- **Exercise prompt**
Repeat, exactly as written, the lines of the records below from the first through the line with "node before subdivision", but none past it.

- **Dataset extract**
//! Logging utilities and structured logging support

pub use log::{debug, info, warn, error, trace};

/// Initialize the logging system
///
/// Honours `RUST_LOG`; safe to call more than once.
pub fn init() {
    let _ = env_logger::try_init();
}
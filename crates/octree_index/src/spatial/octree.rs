//! Octree spatial partitioning structure
//!
//! Divides a fixed cubic volume into hierarchical regions. A leaf subdivides into
//! 8 octants once it holds more objects than the configured capacity.

use std::fmt;

use log::{trace, warn};
use serde::{Deserialize, Serialize};

use crate::config::{Config, ConfigError};
use crate::foundation::math::Float;
use crate::spatial::boundary::Boundary;
use crate::spatial::classify::Classify;
use crate::spatial::error::OctreeError;
use crate::spatial::node::Node;

/// Largest `max_depth` accepted by [`OctreeConfig::validate`]
pub const MAX_SUPPORTED_DEPTH: u32 = 64;

/// What to do when a new object reaches a full leaf that may not split any further
#[derive(Debug, Clone, Copy, PartialEq, Eq, Default, Serialize, Deserialize)]
#[serde(rename_all = "snake_case")]
pub enum OverflowPolicy {
    /// Store the object anyway; the leaf grows past capacity
    #[default]
    Retain,
    /// Refuse the object with [`OctreeError::NodeSaturated`]
    ///
    /// Only objects inserted directly into a full leaf are refused. Objects pushed down
    /// by a split are always kept, so a cascade can still leave a leaf at `max_depth`
    /// over capacity.
    Reject,
}

/// Configuration for octree behavior
#[derive(Debug, Clone, PartialEq, Eq, Serialize, Deserialize)]
#[serde(default)]
pub struct OctreeConfig {
    /// Maximum objects per node before subdivision
    pub max_objects_per_node: usize,

    /// Maximum subdivision depth (root is depth 0)
    pub max_depth: u32,

    /// Behavior for full leaves at `max_depth`
    pub overflow_policy: OverflowPolicy,
}

impl Default for OctreeConfig {
    fn default() -> Self {
        Self {
            max_objects_per_node: 8,
            max_depth: 16,
            overflow_policy: OverflowPolicy::Retain,
        }
    }
}

impl Config for OctreeConfig {}

impl OctreeConfig {
    /// Check that the values describe a usable tree
    pub fn validate(&self) -> Result<(), ConfigError> {
        if self.max_objects_per_node == 0 {
            return Err(ConfigError::Invalid(
                "max_objects_per_node must be at least 1".to_string(),
            ));
        }
        if self.max_depth > MAX_SUPPORTED_DEPTH {
            return Err(ConfigError::Invalid(format!(
                "max_depth {} exceeds the supported maximum of {MAX_SUPPORTED_DEPTH}",
                self.max_depth
            )));
        }
        Ok(())
    }
}

/// Where an accepted object was filed
#[derive(Debug, Clone, Copy, PartialEq, Eq)]
pub struct Placement {
    /// Depth of the leaf that holds the object once the insert returns
    pub depth: u32,

    /// The insert pushed a leaf over capacity and at least one split followed
    pub split: bool,

    /// The leaf is at `max_depth` and now holds more than the configured capacity
    pub overflowed: bool,
}

/// Octree spatial partitioning structure
///
/// Generic over the stored object `T`, coordinate precision `F` and classifier `C`.
/// The root covers `[-extent/2, extent/2]` on every axis for the lifetime of the tree.
#[derive(Clone)]
pub struct Octree<T, F: Float, C> {
    /// Root node containing the entire volume
    root: Node<T, F>,

    /// Object-to-octant classification
    classify: C,

    /// Configuration
    config: OctreeConfig,

    /// Edge length of the root cube
    extent: F,
}

impl<T, F, C> Octree<T, F, C>
where
    F: Float,
    C: Classify<T, F>,
{
    /// Create a new octree covering a cube of edge `extent`, with default configuration
    ///
    /// Non-positive extents are allowed and produce a tree that rejects every object.
    pub fn new(extent: F, classify: C) -> Self {
        Self {
            root: Node::new(Boundary::cube(extent), 0),
            classify,
            config: OctreeConfig::default(),
            extent,
        }
    }

    /// Create a new octree with an explicit configuration
    pub fn with_config(extent: F, classify: C, config: OctreeConfig) -> Result<Self, OctreeError> {
        config.validate()?;

        Ok(Self {
            root: Node::new(Boundary::cube(extent), 0),
            classify,
            config,
            extent,
        })
    }

    /// Insert an object into the octree
    ///
    /// Objects outside the root boundary are rejected and not stored. Containment is
    /// half-open: `-extent/2 < c <= extent/2` on every axis.
    pub fn insert(&mut self, object: T) -> Result<Placement, OctreeError> {
        let node = self.root.find_mut(&object, &self.classify);

        if !node.boundary().contains(&object, &self.classify) {
            warn!("Object lies outside octree boundary {}", self.root.boundary());
            return Err(OctreeError::OutOfBounds {
                boundary: self.root.boundary().to_string(),
            });
        }

        if self.config.overflow_policy == OverflowPolicy::Reject && node.is_saturated(&self.config) {
            warn!(
                "Rejecting object: leaf {} at depth {} is full",
                node.boundary(),
                node.depth()
            );
            return Err(OctreeError::NodeSaturated {
                depth: node.depth(),
                capacity: self.config.max_objects_per_node,
            });
        }

        trace!("Inserting object into node {} at depth {}", node.boundary(), node.depth());
        let placement = node.insert(object, &self.classify, &self.config);

        if placement.overflowed {
            warn!(
                "Leaf at maximum depth {} is over capacity {}",
                placement.depth,
                self.config.max_objects_per_node
            );
        }

        Ok(placement)
    }

    /// Insert every object, returning how many were accepted
    pub fn insert_all<I>(&mut self, objects: I) -> usize
    where
        I: IntoIterator<Item = T>,
    {
        objects
            .into_iter()
            .map(|object| self.insert(object))
            .filter(Result::is_ok)
            .count()
    }

    /// Total number of accepted objects
    pub fn size(&self) -> usize {
        self.root.object_count()
    }

    /// Whether no object has been accepted yet
    pub fn is_empty(&self) -> bool {
        self.size() == 0
    }

    /// Edge length of the root cube
    pub const fn extent(&self) -> F {
        self.extent
    }

    /// Boundary of the root node
    pub const fn boundary(&self) -> &Boundary<F> {
        self.root.boundary()
    }

    /// Active configuration
    pub const fn config(&self) -> &OctreeConfig {
        &self.config
    }

    /// Classifier supplied at construction
    pub const fn classifier(&self) -> &C {
        &self.classify
    }

    /// Root node, for walking the tree
    pub const fn root(&self) -> &Node<T, F> {
        &self.root
    }

    /// Deepest existing node along the object's octant path
    pub fn locate(&self, object: &T) -> &Node<T, F> {
        self.root.find(object, &self.classify)
    }

    /// Total number of nodes, root included
    pub fn node_count(&self) -> usize {
        self.root.node_count()
    }

    /// Depth of the deepest node (0 while the root is still a leaf)
    pub fn depth(&self) -> u32 {
        self.root.deepest_depth()
    }

    /// Get all leaf nodes (for visualization)
    pub fn leaves(&self) -> Vec<&Node<T, F>> {
        let mut leaves = Vec::new();
        self.root.collect_leaves(&mut leaves);
        leaves
    }

    /// Get all nodes at a specific depth (for visualization)
    pub fn nodes_at_depth(&self, depth: u32) -> Vec<&Node<T, F>> {
        let mut nodes = Vec::new();
        self.root.collect_at_depth(depth, &mut nodes);
        nodes
    }
}

impl<T: fmt::Debug, F: Float, C> fmt::Debug for Octree<T, F, C> {
    fn fmt(&self, f: &mut fmt::Formatter<'_>) -> fmt::Result {
        f.debug_struct("Octree")
            .field("extent", &self.extent)
            .field("config", &self.config)
            .field("root", &self.root)
            .finish_non_exhaustive()
    }
}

- **Answer box**
//! Logging utilities and structured logging support

pub use log::{debug, info, warn, error, trace};

/// Initialize the logging system
///
/// Honours `RUST_LOG`; safe to call more than once.
pub fn init() {
    let _ = env_logger::try_init();
}
filename crates/octree_index/src/spatial/octree.rs
//! Octree spatial partitioning structure
//!
//! Divides a fixed cubic volume into hierarchical regions. A leaf subdivides into
//! 8 octants once it holds more objects than the configured capacity.

use std::fmt;

use log::{trace, warn};
use serde::{Deserialize, Serialize};

use crate::config::{Config, ConfigError};
use crate::foundation::math::Float;
use crate::spatial::boundary::Boundary;
use crate::spatial::classify::Classify;
use crate::spatial::error::OctreeError;
use crate::spatial::node::Node;

/// Largest `max_depth` accepted by [`OctreeConfig::validate`]
pub const MAX_SUPPORTED_DEPTH: u32 = 64;

/// What to do when a new object reaches a full leaf that may not split any further
#[derive(Debug, Clone, Copy, PartialEq, Eq, Default, Serialize, Deserialize)]
#[serde(rename_all = "snake_case")]
pub enum OverflowPolicy {
    /// Store the object anyway; the leaf grows past capacity
    #[default]
    Retain,
    /// Refuse the object with [`OctreeError::NodeSaturated`]
    ///
    /// Only objects inserted directly into a full leaf are refused. Objects pushed down
    /// by a split are always kept, so a cascade can still leave a leaf at `max_depth`
    /// over capacity.
    Reject,
}

/// Configuration for octree behavior
#[derive(Debug, Clone, PartialEq, Eq, Serialize, Deserialize)]
#[serde(default)]
pub struct OctreeConfig {
    /// Maximum objects per node before subdivision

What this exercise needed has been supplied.